[Saved data entries]
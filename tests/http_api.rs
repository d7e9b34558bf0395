mod common;

use std::path::PathBuf;
use std::sync::atomic::Ordering;
use std::sync::Arc;

use axum::body::{to_bytes, Body};
use axum::http::{header, Request, StatusCode};
use axum::Router;
use common::{memory_store, FailingStore, RecordingRenderer};
use sensorlink::api::{routes, AppState};
use sensorlink::chart::{ChartSpec, RenderPipeline};
use sensorlink::ingest::Gateway;
use sensorlink::storage::ReadingStore;
use tower::ServiceExt;

fn app(store: Arc<dyn ReadingStore>, renderer: Arc<RecordingRenderer>) -> Router {
    routes(AppState {
        gateway: Arc::new(Gateway::new(store.clone())),
        charts: Arc::new(RenderPipeline::new(store, renderer, ChartSpec::default())),
        static_dir: PathBuf::from("/nonexistent/static"),
    })
}

fn post_json(body: &str) -> Request<Body> {
    Request::builder()
        .method("POST")
        .uri("/sendData")
        .header(header::CONTENT_TYPE, "application/json")
        .body(Body::from(body.to_string()))
        .unwrap()
}

fn get(uri: &str) -> Request<Body> {
    Request::builder().uri(uri).body(Body::empty()).unwrap()
}

async fn body_text(response: axum::response::Response) -> String {
    let bytes = to_bytes(response.into_body(), usize::MAX).await.unwrap();
    String::from_utf8_lossy(&bytes).into_owned()
}

#[tokio::test]
async fn posted_reading_shows_up_in_the_chart() {
    let renderer = Arc::new(RecordingRenderer::default());
    let app = app(memory_store(), renderer.clone());

    let response = app
        .clone()
        .oneshot(post_json(r#"{"data":[{"data1":20,"data2":40}]}"#))
        .await
        .unwrap();
    assert_eq!(response.status(), StatusCode::OK);
    assert_eq!(body_text(response).await, "Data saved successfully!");

    let response = app.oneshot(get("/grafico.png")).await.unwrap();
    assert_eq!(response.status(), StatusCode::OK);
    assert_eq!(response.headers()[header::CONTENT_TYPE], "image/png");

    let drawn = renderer.last().unwrap();
    assert_eq!(drawn.temperature.last(), Some(&20.0));
    assert_eq!(drawn.humidity.last(), Some(&40.0));
}

#[tokio::test]
async fn malformed_submissions_are_rejected() {
    let store = memory_store();
    let app = app(store.clone(), Arc::new(RecordingRenderer::default()));

    for body in [r#"{"data":[]}"#, r#"{"temperature":20}"#, r#"{"data":"oops"}"#, "{not json"] {
        let response = app.clone().oneshot(post_json(body)).await.unwrap();
        assert_eq!(response.status(), StatusCode::BAD_REQUEST, "body {}", body);
        assert_eq!(body_text(response).await, "Invalid data");
    }

    let rows = store.query_ordered(Default::default()).await.unwrap();
    assert!(rows.is_empty());
}

#[tokio::test]
async fn resubmitted_delivery_id_updates_one_record() {
    let store = memory_store();
    let app = app(store.clone(), Arc::new(RecordingRenderer::default()));

    for temperature in [20, 21] {
        let body = format!(r#"{{"id":"bridge0001","data":[{{"data1":{},"data2":40}}]}}"#, temperature);
        let response = app.clone().oneshot(post_json(&body)).await.unwrap();
        assert_eq!(response.status(), StatusCode::OK);
    }
    let rows = store.query_ordered(Default::default()).await.unwrap();
    assert_eq!(rows.len(), 1);
    assert_eq!(rows[0].temperature, 21.0);

    let response = app
        .oneshot(post_json(r#"{"id":"../x","data":[{"data1":20,"data2":40}]}"#))
        .await
        .unwrap();
    assert_eq!(response.status(), StatusCode::BAD_REQUEST);
}

#[tokio::test]
async fn store_outage_maps_to_server_errors() {
    let store = Arc::new(FailingStore::default());
    let renderer = Arc::new(RecordingRenderer::default());
    let app = app(store.clone(), renderer.clone());

    let response = app
        .clone()
        .oneshot(post_json(r#"{"data":[{"data1":20,"data2":40}]}"#))
        .await
        .unwrap();
    assert_eq!(response.status(), StatusCode::INTERNAL_SERVER_ERROR);
    assert_eq!(body_text(response).await, "Error saving data");
    assert_eq!(store.appends.load(Ordering::SeqCst), 1);

    let response = app.oneshot(get("/grafico.png")).await.unwrap();
    assert_eq!(response.status(), StatusCode::INTERNAL_SERVER_ERROR);
    assert_eq!(body_text(response).await, "Error generating graph");
    assert!(renderer.last().is_none());
}

#[tokio::test]
async fn chart_window_is_validated() {
    let app = app(memory_store(), Arc::new(RecordingRenderer::default()));

    let response = app.clone().oneshot(get("/grafico.png?from=0&to=1700000000000")).await.unwrap();
    assert_eq!(response.status(), StatusCode::OK);

    let response = app.oneshot(get(&format!("/grafico.png?from={}", i64::MAX))).await.unwrap();
    assert_eq!(response.status(), StatusCode::BAD_REQUEST);
}

#[tokio::test]
async fn landing_page_and_health() {
    let app = app(memory_store(), Arc::new(RecordingRenderer::default()));

    let response = app.clone().oneshot(get("/")).await.unwrap();
    assert_eq!(response.status(), StatusCode::OK);
    assert!(body_text(response).await.contains("grafico.png"));

    let response = app.oneshot(get("/health")).await.unwrap();
    assert_eq!(response.status(), StatusCode::OK);
    assert_eq!(body_text(response).await, r#"{"status":"ok"}"#);
}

### TASK TO COMPLETE
Please state how many lines of the records hold the word "axum", and write nothing but that number.

### YOUR RESPONSE
4